Защитные системы Федерации были почти совершенны, но Жюли знала их архитектуру изнутри. Она не ломала стены — она находила трещины. И вот одна из них поддалась. На экране возникло то, ради чего она рисковала всем. Зернистое, искажённое помехами изображение. Архивный файл класса «Эпсилон», подлежащий уничтожению.

На экране двигались люди. Мужчины и женщины в грубой, поношенной одежде на борту какого-то корабля. Они смеялись. Громко, открыто, без всякого контроля. Один из них, бородатый мужчина, играл на странном струнном инструменте, и остальные хлопали в такт, их движения были неловкими, хаотичными, живыми.

Они были уродливы по стандартам Федерации. Несимметричны. Неэффективны. Но в их глазах было то, чего Жюли никогда не видела на лицах в Фонде Порядка. В них была ярость. В них была радость. В них была жизнь. Она наклонилась ближе к экрану, её дыхание стало прерывистым. Она смотрела на дикарей с Рубежа, и впервые за долгое время чувствовала, что дышит.

***

Он нашёл её в обсерватории на верхнем уровне их резиденции. Филипп ля Турнье стоял у панорамного окна, за которым, как россыпь бриллиантов на чёрном бархате, висели неподвижные звёзды. Жюли стояла чуть поодаль, глядя на ту же самую, неизменную картину. Она знала, что отец здесь, ещё до того, как он заговорил.

— Союз с домом Валленберг утверждён, — произнёс Филипп, не поворачивая головы. Его голос был спокоен, как поверхность замёрзшего озера. — Их генетический профиль почти безупречен. Слияние ваших линий даст Федерации следующее поколение оптимизированных лидеров.

Жюли не шелохнулась. Она продолжала смотреть на далёкую туманность, похожую на мазок синей краски. Валленберг. Она даже не знала, как выглядит её будущий партнёр. Это не имело значения.

— Я понимаю свой долг, отец, — ответила Жюли, и её голос был точной копией его собственного — ровный, безэмоциональный, правильный.

— Долг — это основа, — согласился Архитектор. Он наконец повернулся к ней. Его взгляд был пронзительным, анализирующим, как сканер. — Но основа может дать трещину, если её подтачивает любопытство.

Он сделал шаг ближе.

— Я знаю, ты изучаешь архивы. Это похвально. Знать историю — значит избегать её ошибок. Но не следует путать знание с ностальгией по хаосу.

Его слова не были угрозой. Они были диагнозом. Констатацией факта, который он уже обработал и классифицировал.
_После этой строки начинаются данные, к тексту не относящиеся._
//! PostgreSQL implementation of the VIP-family store

use async_trait::async_trait;
use chrono::{DateTime, Utc};
use sqlx::PgPool;
use tracing::instrument;

use warden_core::{
    NewVipList, NewVipRecord, Page, RecordSearch, RepoResult, VipList, VipListStore, VipRecord,
};

use crate::models::{mask_to_column, VipListModel, VipRecordModel, VipRecordWithListModel};

use super::error::{list_not_found, map_db_error, record_not_found, server_bit};

const RECORD_COLUMNS: &str = r"
    id, list_id, player_id, player_name, admin_name, description, notes,
    active, created_at, expires_at
";

/// PostgreSQL implementation of `VipListStore`
#[derive(Clone)]
pub struct PgVipListStore {
    pool: PgPool,
}

impl PgVipListStore {
    /// Create a new `PgVipListStore`
    #[must_use]
    pub fn new(pool: PgPool) -> Self {
        Self { pool }
    }
}

#[async_trait]
impl VipListStore for PgVipListStore {
    #[instrument(skip(self))]
    async fn find_list(&self, id: i32) -> RepoResult<Option<VipList>> {
        let model = sqlx::query_as::<_, VipListModel>(
            r"
            SELECT id, name, sync_method, server_mask
            FROM vip_lists
            WHERE id = $1
            ",
        )
        .bind(id)
        .fetch_optional(&self.pool)
        .await
        .map_err(map_db_error)?;

        model.map(TryInto::try_into).transpose()
    }

    #[instrument(skip(self))]
    async fn all_lists(&self) -> RepoResult<Vec<VipList>> {
        let models = sqlx::query_as::<_, VipListModel>(
            r"
            SELECT id, name, sync_method, server_mask
            FROM vip_lists
            ORDER BY id
            ",
        )
        .fetch_all(&self.pool)
        .await
        .map_err(map_db_error)?;

        models.into_iter().map(TryInto::try_into).collect()
    }

    #[instrument(skip(self, new))]
    async fn create_list(&self, new: &NewVipList) -> RepoResult<VipList> {
        let model = sqlx::query_as::<_, VipListModel>(
            r"
            INSERT INTO vip_lists (name, sync_method, server_mask)
            VALUES ($1, $2, $3)
            RETURNING id, name, sync_method, server_mask
            ",
        )
        .bind(&new.name)
        .bind(new.sync_method.as_str())
        .bind(mask_to_column(new.servers))
        .fetch_one(&self.pool)
        .await
        .map_err(map_db_error)?;

        model.try_into()
    }

    #[instrument(skip(self, list))]
    async fn update_list(&self, list: &VipList) -> RepoResult<()> {
        let result = sqlx::query(
            r"
            UPDATE vip_lists
            SET name = $2, sync_method = $3, server_mask = $4
            WHERE id = $1
            ",
        )
        .bind(list.id)
        .bind(&list.name)
        .bind(list.sync_method.as_str())
        .bind(VipListModel::mask_column(list))
        .execute(&self.pool)
        .await
        .map_err(map_db_error)?;

        if result.rows_affected() == 0 {
            return Err(list_not_found(list.id));
        }

        Ok(())
    }

    #[instrument(skip(self))]
    async fn delete_list(&self, id: i32) -> RepoResult<()> {
        let result = sqlx::query("DELETE FROM vip_lists WHERE id = $1")
            .bind(id)
            .execute(&self.pool)
            .await
            .map_err(map_db_error)?;

        if result.rows_affected() == 0 {
            return Err(list_not_found(id));
        }

        Ok(())
    }

    #[instrument(skip(self))]
    async fn find_record(&self, id: i64) -> RepoResult<Option<VipRecord>> {
        let model = sqlx::query_as::<_, VipRecordModel>(&format!(
            r"
            SELECT {RECORD_COLUMNS}
            FROM vip_records
            WHERE id = $1
            "
        ))
        .bind(id)
        .fetch_optional(&self.pool)
        .await
        .map_err(map_db_error)?;

        Ok(model.map(VipRecord::from))
    }

    #[instrument(skip(self, new), fields(player_id = %new.player_id, list_id = new.list_id))]
    async fn create_record(&self, new: &NewVipRecord) -> RepoResult<VipRecord> {
        let model = sqlx::query_as::<_, VipRecordModel>(&format!(
            r"
            INSERT INTO vip_records
                (list_id, player_id, player_name, admin_name, description, notes, expires_at)
            VALUES ($1, $2, $3, $4, $5, $6, $7)
            RETURNING {RECORD_COLUMNS}
            "
        ))
        .bind(new.list_id)
        .bind(&new.player_id)
        .bind(&new.player_name)
        .bind(&new.admin_name)
        .bind(&new.description)
        .bind(&new.notes)
        .bind(new.expires_at)
        .fetch_one(&self.pool)
        .await
        .map_err(map_db_error)?;

        Ok(model.into())
    }

    #[instrument(skip(self, record), fields(record_id = record.id))]
    async fn update_record(&self, record: &VipRecord) -> RepoResult<()> {
        let result = sqlx::query(
            r"
            UPDATE vip_records
            SET list_id = $2, player_id = $3, player_name = $4, admin_name = $5,
                description = $6, notes = $7, active = $8, expires_at = $9
            WHERE id = $1
            ",
        )
        .bind(record.id)
        .bind(record.list_id)
        .bind(&record.player_id)
        .bind(&record.player_name)
        .bind(&record.admin_name)
        .bind(&record.description)
        .bind(&record.notes)
        .bind(record.active)
        .bind(record.expires_at)
        .execute(&self.pool)
        .await
        .map_err(map_db_error)?;

        if result.rows_affected() == 0 {
            return Err(record_not_found(record.id));
        }

        Ok(())
    }

    #[instrument(skip(self))]
    async fn delete_record(&self, id: i64) -> RepoResult<Option<VipRecord>> {
        let model = sqlx::query_as::<_, VipRecordModel>(&format!(
            r"
            DELETE FROM vip_records
            WHERE id = $1
            RETURNING {RECORD_COLUMNS}
            "
        ))
        .bind(id)
        .fetch_optional(&self.pool)
        .await
        .map_err(map_db_error)?;

        Ok(model.map(VipRecord::from))
    }

    #[instrument(skip(self))]
    async fn records_for_list(&self, list_id: i32) -> RepoResult<Vec<VipRecord>> {
        let models = sqlx::query_as::<_, VipRecordModel>(&format!(
            r"
            SELECT {RECORD_COLUMNS}
            FROM vip_records
            WHERE list_id = $1
            ORDER BY created_at
            "
        ))
        .bind(list_id)
        .fetch_all(&self.pool)
        .await
        .map_err(map_db_error)?;

        Ok(models.into_iter().map(VipRecord::from).collect())
    }

    #[instrument(skip(self))]
    async fn records_for_player(&self, player_id: &str) -> RepoResult<Vec<VipRecord>> {
        let models = sqlx::query_as::<_, VipRecordModel>(&format!(
            r"
            SELECT {RECORD_COLUMNS}
            FROM vip_records
            WHERE player_id = $1
            ORDER BY created_at
            "
        ))
        .bind(player_id)
        .fetch_all(&self.pool)
        .await
        .map_err(map_db_error)?;

        Ok(models.into_iter().map(VipRecord::from).collect())
    }

    #[instrument(skip(self))]
    async fn records_for_server(&self, server: u8) -> RepoResult<Vec<(VipRecord, VipList)>> {
        // Inactive and expired rows are included; the reconciler decides what
        // they mean for the live roster.
        let rows = sqlx::query_as::<_, VipRecordWithListModel>(
            r"
            SELECT r.id, r.list_id, r.player_id, r.player_name, r.admin_name,
                   r.description, r.notes, r.active, r.created_at, r.expires_at,
                   l.name AS list_name, l.sync_method, l.server_mask
            FROM vip_records r
            JOIN vip_lists l ON l.id = r.list_id
            WHERE (l.server_mask IS NULL OR (l.server_mask & $1) <> 0)
            ORDER BY r.player_id, r.created_at
            ",
        )
        .bind(server_bit(server))
        .fetch_all(&self.pool)
        .await
        .map_err(map_db_error)?;

        rows.into_iter().map(TryInto::try_into).collect()
    }

    #[instrument(skip(self))]
    async fn lists_for_server(&self, server: u8) -> RepoResult<Vec<VipList>> {
        let models = sqlx::query_as::<_, VipListModel>(
            r"
            SELECT id, name, sync_method, server_mask
            FROM vip_lists
            WHERE server_mask IS NULL OR (server_mask & $1) <> 0
            ORDER BY id
            ",
        )
        .bind(server_bit(server))
        .fetch_all(&self.pool)
        .await
        .map_err(map_db_error)?;

        models.into_iter().map(TryInto::try_into).collect()
    }

    #[instrument(skip(self))]
    async fn deactivate_expired(&self, now: DateTime<Utc>) -> RepoResult<u64> {
        let result = sqlx::query(
            r"
            UPDATE vip_records
            SET active = FALSE
            WHERE active
              AND expires_at IS NOT NULL
              AND expires_at <= $1
            ",
        )
        .bind(now)
        .execute(&self.pool)
        .await
        .map_err(map_db_error)?;

        Ok(result.rows_affected())
    }

    #[instrument(skip(self))]
    async fn deactivate_for_player(&self, player_id: &str) -> RepoResult<u64> {
        let result = sqlx::query(
            r"
            UPDATE vip_records
            SET active = FALSE
            WHERE active AND player_id = $1
            ",
        )
        .bind(player_id)
        .execute(&self.pool)
        .await
        .map_err(map_db_error)?;

        Ok(result.rows_affected())
    }

    #[instrument(skip(self, search))]
    async fn search_records(&self, search: &RecordSearch) -> RepoResult<Page<VipRecord>> {
        let total = sqlx::query_scalar::<_, i64>(
            r"
            SELECT COUNT(*)
            FROM vip_records
            WHERE ($1::TEXT IS NULL OR player_id = $1)
              AND ($2::INT IS NULL OR list_id = $2)
              AND (NOT $3 OR (active AND (expires_at IS NULL OR expires_at > NOW())))
            ",
        )
        .bind(&search.player_id)
        .bind(search.list_id)
        .bind(search.exclude_expired)
        .fetch_one(&self.pool)
        .await
        .map_err(map_db_error)?;

        let models = sqlx::query_as::<_, VipRecordModel>(&format!(
            r"
            SELECT {RECORD_COLUMNS}
            FROM vip_records
            WHERE ($1::TEXT IS NULL OR player_id = $1)
              AND ($2::INT IS NULL OR list_id = $2)
              AND (NOT $3 OR (active AND (expires_at IS NULL OR expires_at > NOW())))
            ORDER BY created_at DESC
            LIMIT $4 OFFSET $5
            "
        ))
        .bind(&search.player_id)
        .bind(search.list_id)
        .bind(search.exclude_expired)
        .bind(i64::from(search.per_page))
        .bind(search.offset())
        .fetch_all(&self.pool)
        .await
        .map_err(map_db_error)?;

        Ok(Page {
            items: models.into_iter().map(VipRecord::from).collect(),
            total,
            page: search.page,
            per_page: search.per_page,
        })
    }
}

#[cfg(test)]
mod tests {
    use super::*;

    #[test]
    fn test_store_is_send_sync() {
        fn assert_send_sync<T: Send + Sync>() {}
        assert_send_sync::<PgVipListStore>();
    }
}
— Великое Размежевание было не трагедией, Жюли. Это была хирургическая операция. Мы удалили больную, непредсказуемую часть, чтобы спасти организм. Пытаться понять логику опухоли — значит рисковать заражением.

Жюли почувствовала, как мышцы на её шее каменеют. Она заставила себя расслабиться. Она медленно кивнула, встречая его взгляд без тени неповиновения.

— Чистота должна быть абсолютной, — сказала она, повторяя одну из первых истин, которой её научили.

Филипп ля Турнье смотрел на неё ещё мгновение, удовлетворённый правильным ответом. Затем он снова отвернулся к звёздам, которые больше не манили, а лишь подтверждали незыблемость установленного им порядка.

Загрузка...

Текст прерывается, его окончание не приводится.